Más que la episteme, la estructura del sentimiento parece un concepto útil para abordar la idea de “generación”. Cuando se combina con la noción de residual y emergente de Williams, se puede ver cómo se producen las brechas generacionales: una nueva formación de sensibilidad que emerge de la formación anterior, simultáneamente en oposición a ella o alejándose de ella, al mismo tiempo que hereda y adapta rasgos de su precursora. La erupción del punk a mediados de la década de 1970 es un caso de estudio de este tipo de cambio de fase y transición entre generaciones. Lo que inicialmente llama la atención –y es disruptivo– es la forma en que los rockeros punk apuntaron al consenso anterior de la década de 1960: invirtieron de manera escandalosa y provocativa el esquema de valores anterior (amor y paz reemplazados por odio y caos). Sin embargo, a un nivel más hondo, hay una continuidad dentro de una formación transgeneracional más grande en la que ciertas suposiciones sobre el poder y el propósito de la música no solo se mantienen sino que se reavivan: la identificación de la cultura juvenil con la rebelión y el radicalismo. Es solo que con el punk, la rebelión es tanto contra la cultura conservadora de los padres como contra la cultura del “hermano mayor” del progresismo estancado y comprometido de la década de 1960. Además, en la práctica, muchas personas de la década de 1960 que estaban a finales de sus veinte y principios de sus treinta se involucraron en el punk, como gerentes o fundadores de sellos discográficos –en algunos casos tocando en bandas– y modificaron su ropa, la longitud y el estilo de sus peinados, su habla y su jerga e incluso sus acentos para ajustarse a la nueva estructura de sentimiento.

Aunque el hecho de que la fecha de nacimiento de uno no sea necesariamente algo que lo encadene a una estructura de sentimiento y le impida adaptarse al nuevo régimen de sensibilidad plantea algunas preguntas sobre el concepto de generación. ¿Cómo se transmite e instala la conciencia generacional? ¿En qué sentido está realmente indexado a la edad?

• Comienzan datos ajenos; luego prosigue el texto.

// Copyright 2025 the Understory Authors
// SPDX-License-Identifier: Apache-2.0 OR MIT

//! Frame-driven animation on a recording surface.
//!
//! This example shows how to:
//! - build a small display tree with vector content,
//! - animate it from `enterFrame` listeners,
//! - drive frames from host timestamps with `Stage::advance`,
//! - inspect what each frame painted through `RecordingSurface`.
//!
//! Run:
//! - `RUST_LOG=understory_display=trace cargo run -p understory_examples --example display_frame_loop`

use std::time::{Duration, Instant};

use kurbo::Rect;
use tracing::info;
use tracing_subscriber::EnvFilter;
use understory_display::{RecordingSurface, Stage, StageConfig, SurfaceOp};
use understory_event::{EventType, Outcome};
use understory_graphics::{GradientType, Paint, gradient_box};

fn main() {
    tracing_subscriber::fmt()
        .with_env_filter(EnvFilter::from_default_env())
        .init();

    let config = StageConfig {
        width: 320,
        height: 240,
        frame_rate: 30.0,
    };
    let mut stage = Stage::new(config, RecordingSurface::new(config.width, config.height));
    let root = stage.root();

    // A framed panel that scrolls its content.
    let panel = stage.create_sprite();
    {
        let g = stage.graphics_mut(panel).expect("sprites have graphics");
        g.line_style(2.0, 0x333333, 1.0);
        g.draw_round_rect(0.0, 0.0, 200.0, 120.0, 16.0, None);
    }
    stage.set_x(panel, 60.0).expect("panel is not the stage");
    stage.set_y(panel, 60.0).expect("panel is not the stage");
    stage
        .set_scroll_rect(panel, Some(Rect::new(0.0, 0.0, 200.0, 120.0)))
        .expect("panel is not the stage");
    stage.add_child(root, panel).expect("stage accepts sprites");

    // A ball that bounces horizontally inside the panel.
    let ball = stage.create_shape();
    {
        let g = stage.graphics_mut(ball).expect("shapes have graphics");
        g.begin_gradient_fill(
            GradientType::from_name("radial"),
            &[0xFFCC00, 0xCC3300],
            &[1.0, 1.0],
            &[0.0, 255.0],
            gradient_box(24.0, 24.0, 0.0, -12.0, -12.0),
            -0.4,
        );
        g.draw_circle(0.0, 0.0, 12.0);
        g.end_fill();
    }
    stage.set_y(ball, 60.0).expect("ball is not the stage");
    stage.set_cache_as_bitmap(ball, true).expect("ball is alive");
    stage.add_child(panel, ball).expect("panel is a container");

    stage
        .add_event_listener(ball, EventType::ENTER_FRAME, |stage, e| {
            let x = stage.x(e.target).unwrap_or_default();
            let next = if x >= 200.0 { 0.0 } else { x + 25.0 };
            stage.set_x(e.target, next).ok();
            Outcome::Continue
        })
        .expect("ball is alive");

    stage
        .add_event_listener(root, EventType::RENDER, |stage, _| {
            let Some(surface) = stage.surface_as::<RecordingSurface>() else {
                return Outcome::Continue;
            };
            let gradients = surface
                .fills()
                .filter(|f| matches!(f.paint, Paint::Gradient(_)))
                .count();
            let blits = surface
                .ops()
                .iter()
                .filter(|op| matches!(op, SurfaceOp::DrawSurface { .. }))
                .count();
            info!(
                frame = stage.frame_count(),
                ops = surface.ops().len(),
                strokes = surface.strokes().count(),
                gradients,
                blits,
                "frame painted"
            );
            Outcome::Continue
        })
        .expect("root is alive");

    // Simulated host loop: one timestamp every 10ms for half a second.
    let start = Instant::now();
    for step in 0..50 {
        let now = start + Duration::from_millis(step * 10);
        if stage.advance(now) {
            let x = stage.x(ball).unwrap_or_default();
            println!("frame {:>2} at {:>3}ms: ball x = {x}", stage.frame_count(), step * 10);
        }
    }

    // Halve the rate; the pending deadline is dropped and re-armed.
    let applied = stage.set_frame_rate(15.0);
    println!(
        "frame rate now {applied} fps (interval {:?}, rescheduled {} times)",
        stage.clock().interval(),
        stage.clock().reschedules()
    );
}
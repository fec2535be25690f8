// Copyright 2025 the Understory Authors
// SPDX-License-Identifier: Apache-2.0 OR MIT

//! A headless [`Surface`] that records every call.

use core::any::Any;

use kurbo::{Affine, Point, Rect};
use understory_graphics::{LineCap, LineJoin, Paint, StyleProperty, StyleValue};

use crate::bitmap::BitmapData;
use crate::surface::Surface;

/// State at the time of a fill or stroke.
#[derive(Clone, Debug, PartialEq)]
pub struct PaintCall {
    /// Paint used.
    pub paint: Paint,
    /// Current transform.
    pub transform: Affine,
    /// Current global alpha.
    pub alpha: f64,
}

/// One recorded surface call.
#[derive(Clone, Debug, PartialEq)]
pub enum SurfaceOp {
    /// `save()`.
    Save,
    /// `restore()`.
    Restore,
    /// `scale(sx, sy)`.
    Scale(f64, f64),
    /// `translate(tx, ty)`.
    Translate(f64, f64),
    /// `rotate(radians)`.
    Rotate(f64),
    /// `globalAlpha = a`.
    GlobalAlpha(f64),
    /// `beginPath()`.
    BeginPath,
    /// `closePath()`.
    ClosePath,
    /// `moveTo(p)`.
    MoveTo(Point),
    /// `lineTo(p)`.
    LineTo(Point),
    /// `quadraticCurveTo(c, p)`.
    QuadTo(Point, Point),
    /// `bezierCurveTo(c1, c2, p)`.
    CurveTo(Point, Point, Point),
    /// `arc(..)`.
    Arc {
        /// Center.
        center: Point,
        /// Radius.
        radius: f64,
    },
    /// `rect(r)`.
    Rect(Rect),
    /// `fill()`, with the state it used.
    Fill(PaintCall),
    /// `stroke()`, with the state it used.
    Stroke(PaintCall),
    /// `clip()`.
    Clip,
    /// `clearRect(r)`.
    ClearRect(Rect),
    /// Style assignment.
    SetStyle(StyleValue),
    /// Pixel data drawn.
    DrawImage {
        /// Top-left corner in local space.
        origin: Point,
        /// Image width.
        width: u32,
        /// Image height.
        height: u32,
    },
    /// Another surface drawn.
    DrawSurface {
        /// Top-left corner in local space.
        origin: Point,
        /// Source width.
        width: u32,
        /// Source height.
        height: u32,
    },
}

/// Drawing state tracked by [`RecordingSurface`].
#[derive(Clone, Debug, PartialEq)]
pub struct DrawState {
    /// Current transform.
    pub transform: Affine,
    /// Global alpha.
    pub alpha: f64,
    /// Fill paint.
    pub fill_style: Paint,
    /// Stroke paint.
    pub stroke_style: Paint,
    /// Stroke width.
    pub line_width: f64,
    /// Stroke cap.
    pub line_cap: LineCap,
    /// Stroke join.
    pub line_join: LineJoin,
    /// Miter limit.
    pub miter_limit: f64,
}

impl Default for DrawState {
    fn default() -> Self {
        Self {
            transform: Affine::IDENTITY,
            alpha: 1.0,
            fill_style: Paint::default(),
            stroke_style: Paint::default(),
            line_width: 1.0,
            line_cap: LineCap::Butt,
            line_join: LineJoin::Miter,
            miter_limit: 10.0,
        }
    }
}

/// A surface that draws nothing and remembers everything.
///
/// Useful for tests and for inspecting what a frame would paint. Offscreen
/// surfaces it creates are recording surfaces too.
#[derive(Clone, Debug, Default)]
pub struct RecordingSurface {
    width: u32,
    height: u32,
    ops: Vec<SurfaceOp>,
    state: DrawState,
    stack: Vec<DrawState>,
}

impl RecordingSurface {
    /// Create a surface of the given size.
    pub fn new(width: u32, height: u32) -> Self {
        Self {
            width,
            height,
            ..Self::default()
        }
    }

    /// Recorded calls, oldest first.
    pub fn ops(&self) -> &[SurfaceOp] {
        &self.ops
    }

    /// Forget recorded calls; drawing state is kept.
    pub fn clear_ops(&mut self) {
        self.ops.clear();
    }

    /// Current drawing state.
    pub fn state(&self) -> &DrawState {
        &self.state
    }

    /// Number of unmatched `save` calls.
    pub fn depth(&self) -> usize {
        self.stack.len()
    }

    /// Every fill, in order.
    pub fn fills(&self) -> impl Iterator<Item = &PaintCall> {
        self.ops.iter().filter_map(|op| match op {
            SurfaceOp::Fill(call) => Some(call),
            _ => None,
        })
    }

    /// Every stroke, in order.
    pub fn strokes(&self) -> impl Iterator<Item = &PaintCall> {
        self.ops.iter().filter_map(|op| match op {
            SurfaceOp::Stroke(call) => Some(call),
            _ => None,
        })
    }

    fn paint_call(&self, paint: &Paint) -> PaintCall {
        PaintCall {
            paint: paint.clone(),
            transform: self.state.transform,
            alpha: self.state.alpha,
        }
    }
}

impl Surface for RecordingSurface {
    fn width(&self) -> u32 {
        self.width
    }

    fn height(&self) -> u32 {
        self.height
    }

    fn save(&mut self) {
        self.stack.push(self.state.clone());
        self.ops.push(SurfaceOp::Save);
    }

    fn restore(&mut self) {
        if let Some(state) = self.stack.pop() {
            self.state = state;
        }
        self.ops.push(SurfaceOp::Restore);
    }

    fn scale(&mut self, sx: f64, sy: f64) {
        self.state.transform *= Affine::scale_non_uniform(sx, sy);
        self.ops.push(SurfaceOp::Scale(sx, sy));
    }

    fn translate(&mut self, tx: f64, ty: f64) {
        self.state.transform *= Affine::translate((tx, ty));
        self.ops.push(SurfaceOp::Translate(tx, ty));
    }

    fn rotate(&mut self, radians: f64) {
        self.state.transform *= Affine::rotate(radians);
        self.ops.push(SurfaceOp::Rotate(radians));
    }

    fn set_global_alpha(&mut self, alpha: f64) {
        self.state.alpha = alpha;
        self.ops.push(SurfaceOp::GlobalAlpha(alpha));
    }

    fn begin_path(&mut self) {
        self.ops.push(SurfaceOp::BeginPath);
    }

    fn close_path(&mut self) {
        self.ops.push(SurfaceOp::ClosePath);
    }

    fn move_to(&mut self, p: Point) {
        self.ops.push(SurfaceOp::MoveTo(p));
    }

    fn line_to(&mut self, p: Point) {
        self.ops.push(SurfaceOp::LineTo(p));
    }

    fn quadratic_curve_to(&mut self, control: Point, end: Point) {
        self.ops.push(SurfaceOp::QuadTo(control, end));
    }

    fn bezier_curve_to(&mut self, c1: Point, c2: Point, end: Point) {
        self.ops.push(SurfaceOp::CurveTo(c1, c2, end));
    }

    fn arc(&mut self, center: Point, radius: f64, _start: f64, _end: f64, _anticlockwise: bool) {
        self.ops.push(SurfaceOp::Arc { center, radius });
    }

    fn rect(&mut self, rect: Rect) {
        self.ops.push(SurfaceOp::Rect(rect));
    }

    fn fill(&mut self) {
        let call = self.paint_call(&self.state.fill_style);
        self.ops.push(SurfaceOp::Fill(call));
    }

    fn stroke(&mut self) {
        let call = self.paint_call(&self.state.stroke_style);
        self.ops.push(SurfaceOp::Stroke(call));
    }

    fn clip(&mut self) {
        self.ops.push(SurfaceOp::Clip);
    }

    fn clear_rect(&mut self, rect: Rect) {
        self.ops.push(SurfaceOp::ClearRect(rect));
    }

    fn set_style(&mut self, value: StyleValue) {
        match &value {
            StyleValue::FillStyle(paint) => self.state.fill_style = paint.clone(),
            StyleValue::StrokeStyle(paint) => self.state.stroke_style = paint.clone(),
            StyleValue::LineWidth(w) => self.state.line_width = *w,
            StyleValue::LineCap(cap) => self.state.line_cap = *cap,
            StyleValue::LineJoin(join) => self.state.line_join = *join,
            StyleValue::MiterLimit(limit) => self.state.miter_limit = *limit,
        }
        self.ops.push(SurfaceOp::SetStyle(value));
    }

    fn style(&self, property: StyleProperty) -> StyleValue {
        match property {
            StyleProperty::FillStyle => StyleValue::FillStyle(self.state.fill_style.clone()),
            StyleProperty::StrokeStyle => StyleValue::StrokeStyle(self.state.stroke_style.clone()),
            StyleProperty::LineWidth => StyleValue::LineWidth(self.state.line_width),
            StyleProperty::LineCap => StyleValue::LineCap(self.state.line_cap),
            StyleProperty::LineJoin => StyleValue::LineJoin(self.state.line_join),
            StyleProperty::MiterLimit => StyleValue::MiterLimit(self.state.miter_limit),
        }
    }

    fn draw_image(&mut self, image: &BitmapData, origin: Point) {
        self.ops.push(SurfaceOp::DrawImage {
            origin,
            width: image.width(),
            height: image.height(),
        });
    }

    fn draw_surface(&mut self, source: &dyn Surface, origin: Point) {
        self.ops.push(SurfaceOp::DrawSurface {
            origin,
            width: source.width(),
            height: source.height(),
        });
    }

    fn create_offscreen(&self, width: u32, height: u32) -> Box<dyn Surface> {
        Box::new(Self::new(width, height))
    }

    fn as_any(&self) -> &dyn Any {
        self
    }
}

#[cfg(test)]
mod tests {
    use super::*;
    use crate::surface::replay;
    use understory_graphics::{GradientType, Graphics, gradient_box};

    #[test]
    fn save_restore_tracks_state() {
        let mut s = RecordingSurface::new(10, 10);
        s.save();
        s.translate(5.0, 0.0);
        s.set_global_alpha(0.5);
        assert_eq!(s.depth(), 1);
        s.restore();
        assert_eq!(s.depth(), 0);
        assert_eq!(s.state().transform, Affine::IDENTITY);
        assert_eq!(s.state().alpha, 1.0);
        s.restore();
        assert_eq!(s.depth(), 0, "unbalanced restore is ignored");
    }

    #[test]
    fn replay_restores_held_cap_after_rect() {
        let mut g = Graphics::new();
        g.draw_rect(0.0, 0.0, 5.0, 5.0);

        let mut s = RecordingSurface::new(10, 10);
        s.set_style(StyleValue::LineCap(LineCap::Round));
        replay(g.commands(), &mut s);

        assert!(s.ops().contains(&SurfaceOp::SetStyle(StyleValue::LineCap(LineCap::Square))));
        assert_eq!(s.state().line_cap, LineCap::Round, "cap restored after the rectangle");
        assert_eq!(s.strokes().count(), 1);
    }

    #[test]
    fn replay_builds_and_assigns_gradients() {
        let mut g = Graphics::new();
        g.begin_gradient_fill(
            GradientType::Linear,
            &[0xFF0000, 0x00FF00],
            &[1.0, 1.0],
            &[0.0, 255.0],
            gradient_box(10.0, 10.0, 0.0, 0.0, 0.0),
            0.0,
        );
        g.draw_circle(5.0, 5.0, 5.0);
        g.end_fill();

        let mut s = RecordingSurface::new(10, 10);
        replay(g.commands(), &mut s);
        let fill = s.fills().next().expect("one fill");
        let Paint::Gradient(gradient) = &fill.paint else {
            panic!("expected a gradient fill, got {:?}", fill.paint);
        };
        assert_eq!(gradient.stops().len(), 2);
        assert_eq!(gradient.stops()[1].offset, 1.0);
    }
}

No solo hay ejemplos de personas mayores que hacen una transición relativamente fácil al modo emergente de pensar y sentir, hay quienes en términos de calendario deberían pertenecer a la nueva formación pero de hecho tienen una perspectiva “mayor” (pienso aquí en los hippies de 18, 19 y 20 años que conocí en mi primer año de universidad, en una época –1981– cuando la música juvenil del momento era la New Wave y el postpunk). O simplemente pueden estar completamente fuera del juego de las generaciones, teniendo poco interés en la música o la ropa (las cosas que típicamente tienen los marcadores más fuertes de la conciencia generacional) y, en cambio, están más involucrados en actividades o pasiones que no están indexadas a grupos etarios del mismo modo (ciencia, actividades al aire libre, política electoral, etc).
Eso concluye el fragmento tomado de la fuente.